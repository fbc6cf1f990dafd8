pub mod catalog;
pub mod details;
pub mod components;
pub mod config;
pub mod icons;
pub mod query;
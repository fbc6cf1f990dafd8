pub mod badge;

pub use badge::Badge;
use crate::domain::a001_product::api::fetch_products;
use crate::shared::config::SiteConfig;
use contracts::domain::a001_product::{find_by_id, InquiryContext, Product, ProductDetail};
use leptos::prelude::*;
use wasm_bindgen::JsCast;
use web_sys::HtmlInputElement;

/// ViewModel for the product detail page
#[derive(Clone, Copy)]
pub struct ProductDetailsViewModel {
    /// `None` until a matching product is loaded
    pub detail: RwSignal<Option<ProductDetail>>,
    /// Current main image source; thumbnails overwrite it
    pub main_image: RwSignal<String>,
}

impl ProductDetailsViewModel {
    pub fn new() -> Self {
        Self {
            detail: RwSignal::new(None),
            main_image: RwSignal::new(String::new()),
        }
    }

    /// Load the product with `id`. Without an id nothing is fetched and the
    /// page keeps its empty markup; an unknown id is a silent no-op.
    pub fn load_if_needed(&self, id: Option<String>, config: SiteConfig) {
        let Some(id) = id else {
            log::debug!("No product id in query string");
            return;
        };
        let this = *self;

        wasm_bindgen_futures::spawn_local(async move {
            let products = fetch_products(&config.products_url).await;
            let Some(detail) = detail_for(&products, &id) else {
                log::debug!("Product {} not found in catalog", id);
                return;
            };

            document().set_title(&page_title(&detail.title, &config.site_name));
            populate_inquiry_form(&config.inquiry_form_id, &detail.inquiry);
            this.show(detail);
        });
    }

    /// Put a loaded product on the page.
    pub fn show(&self, detail: ProductDetail) {
        self.main_image.set(detail.main_image.clone());
        self.detail.set(Some(detail));
    }

    /// Thumbnail click: swap the main image, nothing else.
    pub fn show_thumbnail(&self, index: usize) {
        let src = self.detail.with_untracked(|d| {
            d.as_ref()
                .and_then(|d| d.gallery.select(index))
                .map(str::to_string)
        });
        if let Some(src) = src {
            self.main_image.set(src);
        }
    }
}

impl Default for ProductDetailsViewModel {
    fn default() -> Self {
        Self::new()
    }
}

pub fn detail_for(products: &[Product], id: &str) -> Option<ProductDetail> {
    find_by_id(products, id).map(ProductDetail::from_product)
}

pub fn page_title(product_name: &str, site_name: &str) -> String {
    format!("{} | {}", product_name, site_name)
}

/// Fill the hidden product inputs of the page's inquiry form, if the page
/// has one. Each missing input is skipped.
fn populate_inquiry_form(form_id: &str, context: &InquiryContext) {
    let Some(form) = document().get_element_by_id(form_id) else {
        return;
    };

    for (name, value) in context.hidden_fields() {
        let input = form
            .query_selector(&format!("input[name=\"{}\"]", name))
            .ok()
            .flatten()
            .and_then(|el| el.dyn_into::<HtmlInputElement>().ok());
        match input {
            Some(input) => input.set_value(value),
            None => log::warn!("#{} has no input named {}", form_id, name),
        }
    }
}
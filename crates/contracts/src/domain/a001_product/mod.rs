//! Product showcase: catalog data model and view shaping shared with the frontend

pub mod aggregate;
pub mod catalog;
pub mod detail;

// Re-exports
pub use aggregate::{duplicate_ids, find_by_id, parse_catalog, Product};
pub use catalog::{visible_cards, CatalogFilter, CatalogQuery, ProductCard};
pub use detail::{DetailField, Gallery, InquiryContext, ProductDetail, PLACEHOLDER};
use super::state::CatalogState;
use contracts::domain::a001_product::CatalogFilter;
use leptos::prelude::*;

/// Filter buttons, one per [`CatalogFilter`], tagged with `data-filter`.
#[component]
pub fn FilterBar(state: RwSignal<CatalogState>) -> impl IntoView {
    view! {
        <div class="filters">
            {CatalogFilter::ALL
                .into_iter()
                .map(|filter| {
                    let is_active = move || state.with(|s| s.filter == filter);
                    view! {
                        <button
                            type="button"
                            class="button button-outline"
                            class:active=is_active
                            data-filter=filter.as_str()
                            on:click=move |ev| {
                                ev.prevent_default();
                                state.update(|s| s.select_filter(filter));
                            }
                        >
                            {filter.label()}
                        </button>
                    }
                })
                .collect_view()}
        </div>
    }
}
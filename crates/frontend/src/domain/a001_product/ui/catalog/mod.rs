pub mod card;
pub mod filter_bar;
pub mod state;

use crate::domain::a001_product::api::fetch_products;
use crate::shared::components::SearchInput;
use crate::shared::config::use_site_config;
use card::ProductCardView;
use contracts::domain::a001_product::{visible_cards, Product};
use filter_bar::FilterBar;
use leptos::prelude::*;
use state::create_state;

/// Catalog page: filter bar, search input and the product grid.
#[component]
#[allow(non_snake_case)]
pub fn CatalogPage() -> impl IntoView {
    let config = use_site_config();
    let (products, set_products) = signal::<Vec<Product>>(Vec::new());
    let state = create_state();

    let products_url = config.products_url.clone();
    wasm_bindgen_futures::spawn_local(async move {
        let loaded = fetch_products(&products_url).await;
        set_products.set(loaded);
        state.update(|s| s.is_loaded = true);
    });

    // Пустой результат отображается пустой сеткой
    let detail_page = config.detail_page.clone();
    let cards = move || {
        let query = state.with(|s| s.query());
        products.with(|items| visible_cards(items, &query, &detail_page))
    };

    let search = Signal::derive(move || state.with(|s| s.search.clone()));
    let on_search = Callback::new(move |value: String| state.update(|s| s.search = value));

    view! {
        <section class="catalog">
            <div class="catalog__controls">
                <FilterBar state=state />
                <SearchInput id=config.search_input_id.clone() value=search on_change=on_search />
            </div>
            <div class="product-grid" class:loading=move || !state.with(|s| s.is_loaded)>
                {move || {
                    cards()
                        .into_iter()
                        .map(|card| view! { <ProductCardView card=card /> })
                        .collect_view()
                }}
            </div>
        </section>
    }
}
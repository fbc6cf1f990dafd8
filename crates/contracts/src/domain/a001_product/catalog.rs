use super::aggregate::Product;
use serde::{Deserialize, Serialize};
use std::fmt;
use std::str::FromStr;

// ============================================================================
// Filter
// ============================================================================

/// Category/attribute predicate of the catalog page. Exactly one is active.
#[derive(Debug, Clone, Copy, PartialEq, Eq, Hash, Default, Serialize, Deserialize)]
#[serde(rename_all = "lowercase")]
pub enum CatalogFilter {
    #[default]
    All,
    Men,
    Women,
    New,
    #[serde(rename = "bestseller")]
    BestSeller,
}

impl CatalogFilter {
    /// Filter controls in display order.
    pub const ALL: [CatalogFilter; 5] = [
        CatalogFilter::All,
        CatalogFilter::Men,
        CatalogFilter::Women,
        CatalogFilter::New,
        CatalogFilter::BestSeller,
    ];

    /// Value of the `data-filter` attribute.
    pub fn as_str(&self) -> &'static str {
        match self {
            CatalogFilter::All => "all",
            CatalogFilter::Men => "men",
            CatalogFilter::Women => "women",
            CatalogFilter::New => "new",
            CatalogFilter::BestSeller => "bestseller",
        }
    }

    pub fn label(&self) -> &'static str {
        match self {
            CatalogFilter::All => "All",
            CatalogFilter::Men => "Men",
            CatalogFilter::Women => "Women",
            CatalogFilter::New => "New",
            CatalogFilter::BestSeller => "Best Sellers",
        }
    }

    pub fn matches(&self, product: &Product) -> bool {
        match self {
            CatalogFilter::All => true,
            CatalogFilter::Men | CatalogFilter::Women => product.category == self.as_str(),
            CatalogFilter::New => product.is_new,
            CatalogFilter::BestSeller => product.best_seller,
        }
    }
}

impl fmt::Display for CatalogFilter {
    fn fmt(&self, f: &mut fmt::Formatter<'_>) -> fmt::Result {
        f.write_str(self.as_str())
    }
}

impl FromStr for CatalogFilter {
    type Err = String;

    fn from_str(s: &str) -> Result<Self, Self::Err> {
        CatalogFilter::ALL
            .into_iter()
            .find(|f| f.as_str() == s)
            .ok_or_else(|| format!("Unknown catalog filter: {}", s))
    }
}

// ============================================================================
// Query
// ============================================================================

/// Current catalog selection: active filter AND name search.
#[derive(Debug, Clone, Default, PartialEq, Eq)]
pub struct CatalogQuery {
    pub filter: CatalogFilter,
    pub search: String,
}

impl CatalogQuery {
    pub fn new(filter: CatalogFilter, search: impl Into<String>) -> Self {
        Self {
            filter,
            search: search.into(),
        }
    }

    /// Case-insensitive substring match on the product name, on the raw
    /// search text. Empty search text matches everything.
    pub fn matches_search(&self, product: &Product) -> bool {
        if self.search.is_empty() {
            return true;
        }
        product
            .name
            .to_lowercase()
            .contains(&self.search.to_lowercase())
    }

    pub fn matches(&self, product: &Product) -> bool {
        self.filter.matches(product) && self.matches_search(product)
    }

    /// Surviving products in source order.
    pub fn apply<'a>(&self, products: &'a [Product]) -> Vec<&'a Product> {
        products.iter().filter(|p| self.matches(p)).collect()
    }
}

// ============================================================================
// Card
// ============================================================================

/// Display description of one grid card.
#[derive(Debug, Clone, PartialEq, Eq)]
pub struct ProductCard {
    pub id: String,
    pub name: String,
    pub price: String,
    pub image: String,
    pub is_new: bool,
    pub best_seller: bool,
    /// Detail page link carrying the id as `?id=`
    pub href: String,
}

impl ProductCard {
    pub fn from_product(product: &Product, detail_page: &str) -> Self {
        Self {
            id: product.id.clone(),
            name: product.name.clone(),
            price: product.price.clone(),
            image: product.image.clone(),
            is_new: product.is_new,
            best_seller: product.best_seller,
            href: detail_href(detail_page, &product.id),
        }
    }
}

/// `product.html?id=<id>` with the id percent-encoded.
pub fn detail_href(detail_page: &str, id: &str) -> String {
    format!("{}?id={}", detail_page, urlencoding::encode(id))
}

/// Cards for the products surviving `query`, in source order.
pub fn visible_cards(products: &[Product], query: &CatalogQuery, detail_page: &str) -> Vec<ProductCard> {
    query
        .apply(products)
        .into_iter()
        .map(|p| ProductCard::from_product(p, detail_page))
        .collect()
}

#[cfg(test)]
mod tests {
    use super::*;

    fn product(id: &str, name: &str, category: &str, is_new: bool, best_seller: bool) -> Product {
        let mut p = Product::new(id, name);
        p.category = category.to_string();
        p.is_new = is_new;
        p.best_seller = best_seller;
        p
    }

    fn fixture() -> Vec<Product> {
        vec![
            product("1", "Linen Shirt", "men", true, false),
            product("2", "Wrap Dress", "women", false, true),
            product("3", "Oxford Shirt", "men", false, true),
            product("4", "Silk Scarf", "accessories", true, true),
            product("5", "Pleated Skirt", "women", true, false),
        ]
    }

    fn ids(products: &[&Product]) -> Vec<String> {
        products.iter().map(|p| p.id.clone()).collect()
    }

    #[test]
    fn test_filter_subsets() {
        let products = fixture();
        let cases = [
            (CatalogFilter::All, vec!["1", "2", "3", "4", "5"]),
            (CatalogFilter::Men, vec!["1", "3"]),
            (CatalogFilter::Women, vec!["2", "5"]),
            (CatalogFilter::New, vec!["1", "4", "5"]),
            (CatalogFilter::BestSeller, vec!["2", "3", "4"]),
        ];

        for (filter, expected) in cases {
            let query = CatalogQuery::new(filter, "");
            assert_eq!(ids(&query.apply(&products)), expected, "filter {}", filter);
        }
    }

    #[test]
    fn test_filter_preserves_relative_order() {
        let mut products = fixture();
        products.reverse();
        let query = CatalogQuery::new(CatalogFilter::Men, "");
        assert_eq!(ids(&query.apply(&products)), vec!["3", "1"]);
    }

    #[test]
    fn test_search_is_case_insensitive_substring() {
        let products = fixture();
        let query = CatalogQuery::new(CatalogFilter::All, "SHIRT");
        assert_eq!(ids(&query.apply(&products)), vec!["1", "3"]);

        let query = CatalogQuery::new(CatalogFilter::All, "ress");
        assert_eq!(ids(&query.apply(&products)), vec!["2"]);

        let query = CatalogQuery::new(CatalogFilter::All, "");
        assert_eq!(query.apply(&products).len(), 5);
    }

    #[test]
    fn test_search_text_is_not_trimmed() {
        let mut products = fixture();
        products.push(product("6", "Tea", "home", false, false));

        let query = CatalogQuery::new(CatalogFilter::All, "a ");
        assert_eq!(ids(&query.apply(&products)), Vec::<String>::new());

        let query = CatalogQuery::new(CatalogFilter::All, "k s");
        assert_eq!(ids(&query.apply(&products)), vec!["4"]);

        let query = CatalogQuery::new(CatalogFilter::All, " ");
        assert_eq!(ids(&query.apply(&products)), vec!["1", "2", "3", "4", "5"]);
    }

    #[test]
    fn test_filter_and_search_intersect() {
        let products = fixture();
        for filter in CatalogFilter::ALL {
            for search in ["shirt", "s", "dress", "zzz", ""] {
                let query = CatalogQuery::new(filter, search);
                let expected: Vec<String> = products
                    .iter()
                    .filter(|p| filter.matches(p))
                    .filter(|p| CatalogQuery::new(CatalogFilter::All, search).matches(p))
                    .map(|p| p.id.clone())
                    .collect();
                assert_eq!(ids(&query.apply(&products)), expected);
            }
        }

        let query = CatalogQuery::new(CatalogFilter::BestSeller, "shirt");
        assert_eq!(ids(&query.apply(&products)), vec!["3"]);
    }

    #[test]
    fn test_empty_result() {
        let products = fixture();
        let query = CatalogQuery::new(CatalogFilter::Women, "shirt");
        assert!(visible_cards(&products, &query, "product.html").is_empty());
        assert!(visible_cards(&[], &CatalogQuery::default(), "product.html").is_empty());
    }

    #[test]
    fn test_filter_from_str() {
        for filter in CatalogFilter::ALL {
            assert_eq!(filter.as_str().parse::<CatalogFilter>(), Ok(filter));
        }
        assert!("kids".parse::<CatalogFilter>().is_err());
        assert_eq!(CatalogFilter::default(), CatalogFilter::All);
    }

    #[test]
    fn test_card_from_product() {
        let mut p = product("4", "Silk Scarf", "accessories", true, true);
        p.price = "$45".to_string();
        p.image = "img/scarf.jpg".to_string();

        let card = ProductCard::from_product(&p, "product.html");
        assert_eq!(card.href, "product.html?id=4");
        assert_eq!(card.price, "$45");
        assert_eq!(card.image, "img/scarf.jpg");
        assert!(card.is_new && card.best_seller);
    }

    #[test]
    fn test_detail_href_encodes_id() {
        assert_eq!(detail_href("product.html", "a b&c"), "product.html?id=a%20b%26c");
    }
}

:::

-- Aim of the exercise --
Lines with the word "super" in them should be copied from the preceding records.

-- Response for this exercise --
use super::state::CatalogState;
use super::aggregate::Product;
    use super::*;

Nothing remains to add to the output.